How to enjoy: For a quick and tasty cold-bean salad, toss canned red beans with chopped celery and scallions, olive oil, and red wine vinegar.
Bored with spinach? Consider switching to Swiss chard. “It’s a fabulous brain food, helpful in fighting Alzheimer’s and improving mental function,” Dr. Jampolis says. A Tufts University study found a strong association between a higher intake of B-vitamin-rich foods—like chard—and decreased risk of cognitive decline. Swiss chard is also a good source of vitamin E and folate, nutrients believed to protect the brain.
Bonus: Swiss chard is rich in lutein, a carotenoid that helps protect against age-related macular degeneration.
How to enjoy: Chop chard, and saute it in olive oil. Or add finely chopped Swiss chard to soups or omelets.
Sure, salmon’s loaded with omega-3s for heart and brain health. But sardines—rich in omega-3s, too—are a more sustainable choice than salmon, which is becoming overfished, Neville says. And they’re low in mercury.

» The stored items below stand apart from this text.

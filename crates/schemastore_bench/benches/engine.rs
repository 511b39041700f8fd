//! Engine benchmarks.

use criterion::{black_box, criterion_group, criterion_main, BenchmarkId, Criterion, Throughput};
use schemastore_bench::random_data;
use schemastore_engine::{Engine, EngineConfig, LogOp};
use tempfile::TempDir;

fn bench_memory_put(c: &mut Criterion) {
    let mut group = c.benchmark_group("memory_put");

    for size in [64, 1024, 4096].iter() {
        group.throughput(Throughput::Bytes(*size as u64));
        group.bench_with_input(BenchmarkId::from_parameter(size), size, |b, &size| {
            let engine = Engine::in_memory();
            let value = random_data(size);
            let mut i = 0u64;

            b.iter(|| {
                i += 1;
                engine.put(&i.to_be_bytes(), black_box(&value)).unwrap();
            });
        });
    }

    group.finish();
}

fn bench_file_put(c: &mut Criterion) {
    let mut group = c.benchmark_group("file_put");
    group.sample_size(30);

    for sync in [true, false] {
        group.bench_with_input(BenchmarkId::new("sync_on_commit", sync), &sync, |b, &sync| {
            let temp_dir = TempDir::new().unwrap();
            let config = EngineConfig::at(temp_dir.path().join("db")).sync_on_commit(sync);
            let engine = Engine::open(config).unwrap();
            let value = random_data(256);
            let mut i = 0u64;

            b.iter(|| {
                i += 1;
                engine.put(&i.to_be_bytes(), black_box(&value)).unwrap();
            });
        });
    }

    group.finish();
}

fn bench_write_batch(c: &mut Criterion) {
    let engine = Engine::in_memory();
    let value = random_data(128);
    let mut round = 0u64;

    c.bench_function("write_batch_100", |b| {
        b.iter(|| {
            round += 1;
            let ops = (0..100u64)
                .map(|i| LogOp::Put {
                    key: format!("{round}/{i}").into_bytes(),
                    value: value.clone(),
                })
                .collect();
            black_box(engine.write_batch(ops).unwrap());
        });
    });
}

fn bench_seek(c: &mut Criterion) {
    let engine = Engine::in_memory();
    for i in 0..10_000u32 {
        engine
            .put(format!("bucket{}/{i:05}", i % 10).as_bytes(), &i.to_le_bytes())
            .unwrap();
    }

    c.bench_function("seek_1000", |b| {
        b.iter(|| {
            let mut iter = engine.seek(black_box(b"bucket3/"), None).unwrap();
            let mut n = 0;
            while iter.next() {
                n += iter.value().len();
            }
            black_box(n);
        });
    });
}

fn bench_transaction(c: &mut Criterion) {
    let engine = Engine::in_memory();
    engine.put(b"counter", &0u64.to_le_bytes()).unwrap();

    c.bench_function("txn_read_modify_write", |b| {
        b.iter(|| {
            let txn = engine.begin().unwrap();
            let bytes = txn.get_for_update(b"counter").unwrap().unwrap();
            let n = u64::from_le_bytes(bytes.try_into().unwrap());
            txn.put(b"counter", &(n + 1).to_le_bytes()).unwrap();
            black_box(txn.commit().unwrap());
        });
    });
}

criterion_group!(
    benches,
    bench_memory_put,
    bench_file_put,
    bench_write_batch,
    bench_seek,
    bench_transaction,
);

criterion_main!(benches);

Bonus: Sardines are a great source of vitamin D, a key nutrient that experts say most of us lack in sufficient amounts. Getting more D may boost mood, lower risks of heart disease and cancer, and shore up the immune system.
How to enjoy: Top a pizza or salad with sardines. Or toss chopped sardines with minced onion and Dijon mustard; enjoy on whole-grain crackers.

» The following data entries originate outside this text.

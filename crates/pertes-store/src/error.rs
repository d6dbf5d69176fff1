//! Error types for the catalog store
//!
//! Provides error handling for:
//! - Storage medium failures (read, write, remove)
//! - Seed fetch and decode failures
//! - Hydration and persistence outcomes surfaced to callers

use std::path::PathBuf;

/// Failures reported by a storage medium
#[derive(Debug, thiserror::Error)]
pub enum SlotError {
    /// The medium refused the write because it would exceed its quota
    #[error("quota exceeded: {needed} bytes needed, {quota} allowed")]
    QuotaExceeded {
        /// Size of the rejected write
        needed: usize,
        /// Bytes the medium accepts
        quota: usize,
    },

    /// IO error on the backing file
    #[error("io error on {path}: {source}")]
    Io {
        path: PathBuf,
        #[source]
        source: std::io::Error,
    },

    /// The medium rejected the operation for another reason
    #[error("storage rejected operation: {0}")]
    Rejected(String),
}

impl SlotError {
    /// Create IO error for path
    pub fn io_error(path: impl Into<PathBuf>, source: std::io::Error) -> Self {
        Self::Io {
            path: path.into(),
            source,
        }
    }
}

/// Failures while fetching or decoding the seed source
#[derive(Debug, thiserror::Error)]
pub enum SeedError {
    /// IO error reading the seed file
    #[error("io error reading {path}: {source}")]
    Io {
        path: PathBuf,
        #[source]
        source: std::io::Error,
    },

    /// Seed payload is not a list of `{name, barcode}` objects
    #[error("malformed seed: {0}")]
    Malformed(#[from] serde_json::Error),

    /// Transport-level failure
    #[error("seed fetch failed for {path}: {source}")]
    Fetch {
        path: String,
        #[source]
        source: Box<dyn std::error::Error + Send + Sync>,
    },
}

impl SeedError {
    /// Create IO error for path
    pub fn io_error(path: impl Into<PathBuf>, source: std::io::Error) -> Self {
        Self::Io {
            path: path.into(),
            source,
        }
    }

    /// Create transport error for the seed at `path`, keeping the cause
    pub fn fetch_error(
        path: impl Into<String>,
        source: impl Into<Box<dyn std::error::Error + Send + Sync>>,
    ) -> Self {
        Self::Fetch {
            path: path.into(),
            source: source.into(),
        }
    }
}

/// Errors surfaced by [`CatalogStore`](crate::CatalogStore)
#[derive(Debug, thiserror::Error)]
pub enum StoreError {
    /// Slot missing and the seed could not be fetched; no catalog exists
    #[error("seed source unavailable: {0}")]
    SeedUnavailable(#[source] SeedError),

    /// The storage medium rejected a write; memory is ahead of storage
    #[error("persistence unavailable: {0}")]
    PersistenceUnavailable(#[source] SlotError),

    /// The storage medium could not be read
    #[error("storage read failed: {0}")]
    ReadFailed(#[source] SlotError),

    /// Stored contents are not a product list
    #[error("stored catalog is corrupt: {0}")]
    Corrupt(#[source] serde_json::Error),

    /// Product list could not be encoded
    #[error("failed to encode catalog: {0}")]
    Encode(#[source] serde_json::Error),
}

impl StoreError {
    /// Check if the error prevents any catalog from being shown
    #[inline]
    #[must_use]
    pub fn is_fatal(&self) -> bool {
        matches!(
            self,
            Self::SeedUnavailable(_) | Self::ReadFailed(_) | Self::Corrupt(_)
        )
    }
}

/// Result type alias for store operations
pub type StoreResult<T> = Result<T, StoreError>;

#[cfg(test)]
mod tests {
    use super::*;

    #[test]
    fn quota_error_display() {
        let err = SlotError::QuotaExceeded {
            needed: 120,
            quota: 100,
        };
        assert_eq!(err.to_string(), "quota exceeded: 120 bytes needed, 100 allowed");
    }

    #[test]
    fn seed_unavailable_is_fatal() {
        let err = StoreError::SeedUnavailable(SeedError::fetch_error("/products.json", "offline"));
        assert!(err.is_fatal());
        assert!(err.to_string().contains("offline"));
    }

    #[test]
    fn fetch_error_keeps_cause() {
        let cause = std::io::Error::from(std::io::ErrorKind::ConnectionRefused);
        let err = SeedError::fetch_error("/products.json", cause);

        let source = std::error::Error::source(&err).unwrap();
        assert!(source.downcast_ref::<std::io::Error>().is_some());
        assert!(err.to_string().contains("/products.json"));
    }

    #[test]
    fn persistence_failure_is_not_fatal() {
        let err = StoreError::PersistenceUnavailable(SlotError::Rejected("full".to_string()));
        assert!(!err.is_fatal());
    }
}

Tomatoes are rich in lycopene, a pigment that may reduce your risk for heart disease and ovarian and cervical cancers, Neville says. But one cup of juicy, sweet watermelon serves up more than twice the lycopene (7.8 milligrams) of a fresh tomato.
Bonus: Watermelon offers healthy amounts of vitamins A and C, and it has just 40 calories per cup.

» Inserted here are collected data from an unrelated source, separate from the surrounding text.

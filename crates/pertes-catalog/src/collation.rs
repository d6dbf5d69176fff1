//! French base-level collation
//!
//! Two names compare equal when they differ only by case or diacritics
//! ("Éclair" == "eclair"). Keys are built by canonical decomposition,
//! dropping combining marks and lowercasing; the French ligatures expand to
//! their two-letter base forms.

use unicode_normalization::char::is_combining_mark;
use unicode_normalization::UnicodeNormalization;

/// Base-level sort key for `text`
#[must_use]
pub fn base_key(text: &str) -> String {
    let mut key = String::with_capacity(text.len());
    for c in text.nfd().filter(|c| !is_combining_mark(*c)) {
        for lower in c.to_lowercase() {
            match lower {
                'œ' => key.push_str("oe"),
                'æ' => key.push_str("ae"),
                'ß' => key.push_str("ss"),
                other => key.push(other),
            }
        }
    }
    key
}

How to enjoy: Toss a watermelon-feta-and-arugula salad. Or sprinkle chile powder on chilled watermelon slices.
If your favorite dark chocolate treat boosts your mood—but you hate its fat and calories—have a handful of pumpkinseeds instead, Dr. Jampolis says. “Like chocolate, they’re a good source of the amino acid tryptophan, which is a mood elevator—nature’s healthy Prozac.”
Bonus: An ounce serves up 150 milligrams of immune system– and bone-strengthening magnesium, about half of your daily requirement.
How to enjoy: Buy pumpkinseeds in bulk, and toss them into salads and soups. Or add unsalted, raw seeds to the tops of muffins before baking.